Timr is a time tracking tool for the Command-line, written in Ruby. You can track your time spent for a specific project. I know, there are (too) many time tracking tools and such blabla you can use. The main focus of this tool is to use it on the Command-line and make automatic reports. I love the Command-line, so I want the terminal to handle as much as possible. I don't want programms with fancy UIs. Text-based is good enough. All data are stored in YAML files. So editing can also be done by using your favorite editor.

Install

You can either install Timr via RubyGems.org or from source.

Install via RubyGems.org

The preferred method of installation is via RubyGems.org:
https://rubygems.org/gems/timr

gem install timr

Install from Source

  1. Clone git clone https://github.com/TheFox/timr.git && cd timr.
  2. Run ./bin/install.sh.

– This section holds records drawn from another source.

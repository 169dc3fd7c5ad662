//! Core types for the random beacon.
//!
//! Defines identifiers, groups, DKG results, relay entry requests and
//! inactivity claims, together with the commitments and signing digests
//! computed over them.

use {
    crate::crypto::{hashv, MEMBER_SIGNATURE_LEN},
    borsh::{BorshDeserialize, BorshSerialize},
    solana_hash::Hash,
    solana_pubkey::Pubkey,
};

/// Dense identifier assigned to an operator on first pool insertion.
/// Starts at 1 and is never reused.
pub type OperatorId = u32;

/// Monotonic group identifier, starting at 0.
pub type GroupId = u64;

/// Monotonic relay request identifier, starting at 1.
pub type RequestId = u64;

/// 1-based position of a member in its group.
pub type MemberIndex = u8;

/// The `previous_entry` of the very first relay request: the first 77
/// digits of pi as a big-endian 256-bit integer.
pub const GENESIS_SEED: [u8; 32] = [
    0x45, 0x74, 0xc8, 0xc7, 0x5d, 0x6e, 0x88, 0xac, 0xd2, 0x8f, 0x7e, 0x46, 0x7d, 0xac, 0x97,
    0xb5, 0xc6, 0x0c, 0x38, 0x38, 0xd9, 0xda, 0xd9, 0x93, 0x90, 0x0b, 0xdf, 0x40, 0x21, 0x52,
    0x22, 0x8e,
];

const DKG_RESULT_DOMAIN: &[u8] = b"trv1-beacon:dkg-result";
const INACTIVITY_CLAIM_DOMAIN: &[u8] = b"trv1-beacon:inactivity-claim";

/// Commitment to an ordered list of member IDs.
pub fn members_hash(members: &[OperatorId]) -> Hash {
    let bytes: Vec<u8> = members.iter().flat_map(|id| id.to_be_bytes()).collect();
    hashv(&[&bytes])
}

/// Returns true if `indices` are strictly ascending and within `1..=len`.
pub fn are_valid_member_indices(indices: &[MemberIndex], len: usize) -> bool {
    indices.first().map_or(true, |&first| first >= 1)
        && indices.windows(2).all(|pair| pair[0] < pair[1])
        && indices.last().map_or(true, |&last| usize::from(last) <= len)
}

/// Splits a concatenated signature blob into member signatures.
pub fn member_signatures(blob: &[u8]) -> impl Iterator<Item = &[u8]> {
    blob.chunks(MEMBER_SIGNATURE_LEN)
}

// ---------------------------------------------------------------------------
// Groups
// ---------------------------------------------------------------------------

/// A threshold group that produced a shared BLS key through DKG.
#[derive(Debug, Clone, PartialEq, Eq, BorshSerialize, BorshDeserialize)]
pub struct Group {
    pub group_id: GroupId,
    /// Compressed G2 group public key.
    pub group_pub_key: Vec<u8>,
    /// Commitment to the ordered active member IDs.
    pub members_hash: Hash,
    pub registration_block: u64,
    pub terminated: bool,
}

impl Group {
    /// A group expires `lifetime` blocks after registration.
    pub fn is_expired(&self, now: u64, lifetime: u64) -> bool {
        now > self.registration_block.saturating_add(lifetime)
    }

    /// Returns true if the group may serve new relay requests.
    pub fn is_active(&self, now: u64, lifetime: u64) -> bool {
        !self.terminated && !self.is_expired(now, lifetime)
    }
}

// ---------------------------------------------------------------------------
// DKG results
// ---------------------------------------------------------------------------

/// The outcome of an off-ledger DKG round, as submitted by one member.
#[derive(Debug, Clone, PartialEq, Eq, BorshSerialize, BorshDeserialize)]
pub struct DkgResult {
    /// 1-based index of the submitting member in `members`.
    pub submitter_member_index: MemberIndex,
    /// Compressed G2 group public key produced by the DKG.
    pub group_pub_key: Vec<u8>,
    /// Strictly ascending indices of members excluded from the group.
    pub misbehaved_members_indices: Vec<MemberIndex>,
    /// Concatenated 64-byte member signatures over `signing_digest`.
    pub signatures: Vec<u8>,
    /// Strictly ascending indices of the members behind `signatures`.
    pub signing_members_indices: Vec<MemberIndex>,
    /// Operator IDs in the order they were selected by sortition.
    pub members: Vec<OperatorId>,
    /// Commitment to `members` minus the misbehaved ones.
    pub members_hash: Hash,
}

impl DkgResult {
    /// Hash identifying this result on the ledger.
    pub fn hash(&self) -> Hash {
        hashv(&[&borsh::to_vec(self).unwrap_or_default()])
    }

    /// Members that were not flagged misbehaved, in selection order.
    pub fn active_members(&self) -> Vec<OperatorId> {
        self.members
            .iter()
            .enumerate()
            .filter(|(i, _)| {
                !self
                    .misbehaved_members_indices
                    .iter()
                    .any(|&index| usize::from(index) == i.saturating_add(1))
            })
            .map(|(_, &id)| id)
            .collect()
    }

    /// The member at a 1-based index.
    pub fn member(&self, index: MemberIndex) -> Option<OperatorId> {
        usize::from(index)
            .checked_sub(1)
            .and_then(|i| self.members.get(i))
            .copied()
    }

    /// The digest members sign to support this result for the DKG that
    /// started at `start_block`.
    pub fn signing_digest(&self, start_block: u64) -> Hash {
        hashv(&[
            DKG_RESULT_DOMAIN,
            &self.group_pub_key,
            &self.misbehaved_members_indices,
            &start_block.to_be_bytes(),
        ])
    }
}

// ---------------------------------------------------------------------------
// Relay entries
// ---------------------------------------------------------------------------

/// The single outstanding request for a new relay entry.
#[derive(Debug, Clone, PartialEq, Eq, BorshSerialize, BorshDeserialize)]
pub struct RelayEntryRequest {
    pub request_id: RequestId,
    pub group_id: GroupId,
    pub previous_entry: Vec<u8>,
    pub request_block: u64,
    /// Consumer notified with the new entry, if any.
    pub callback: Option<Pubkey>,
}

// ---------------------------------------------------------------------------
// Inactivity claims
// ---------------------------------------------------------------------------

/// A group's signed statement that some of its members were inactive.
#[derive(Debug, Clone, PartialEq, Eq, BorshSerialize, BorshDeserialize)]
pub struct InactivityClaim {
    pub group_id: GroupId,
    /// Must equal the group's current inactivity nonce.
    pub nonce: u64,
    /// Strictly ascending indices of the inactive members.
    pub inactive_members_indices: Vec<MemberIndex>,
    /// Concatenated 64-byte member signatures over `signing_digest`.
    pub signatures: Vec<u8>,
    /// Strictly ascending indices of the members behind `signatures`.
    pub signing_members_indices: Vec<MemberIndex>,
}

impl InactivityClaim {
    /// The digest members sign to support this claim.
    pub fn signing_digest(&self, group_pub_key: &[u8]) -> Hash {
        hashv(&[
            INACTIVITY_CLAIM_DOMAIN,
            &self.group_id.to_be_bytes(),
            &self.nonce.to_be_bytes(),
            group_pub_key,
            &self.inactive_members_indices,
        ])
    }
}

This creates the timr gem local and installs it.

Get Started

The simplest thing you can do after installation is start a new Task:

$ timr start

And after some time you probably want to stop:

$ timr stop

To show the current status:

$ timr status

Task

A Task can have a name, a description, an estimation and many more. A Task can have multiple Tracks. One Track can have only one Task as parent. So a Task represents a collection of Tracks.

Track

A Track is atomic. It's the smallest time unit. This is where the time comes from. It's a time span presented by a begin date time and end date time. All date times are stored as UTC and converted temporary to your local timezone.

Stack

The Stack holds Tracks. If you know Git Stashing it's very similar. Just for Tracks. The most recent Track is sometimes called the Top Track. It's either the current running Track or on pause the latest ran Track.

When first starting a new Task, a new Track will be created and pushed to the Stack. When running the Stop command this Task will be removed from the Stack.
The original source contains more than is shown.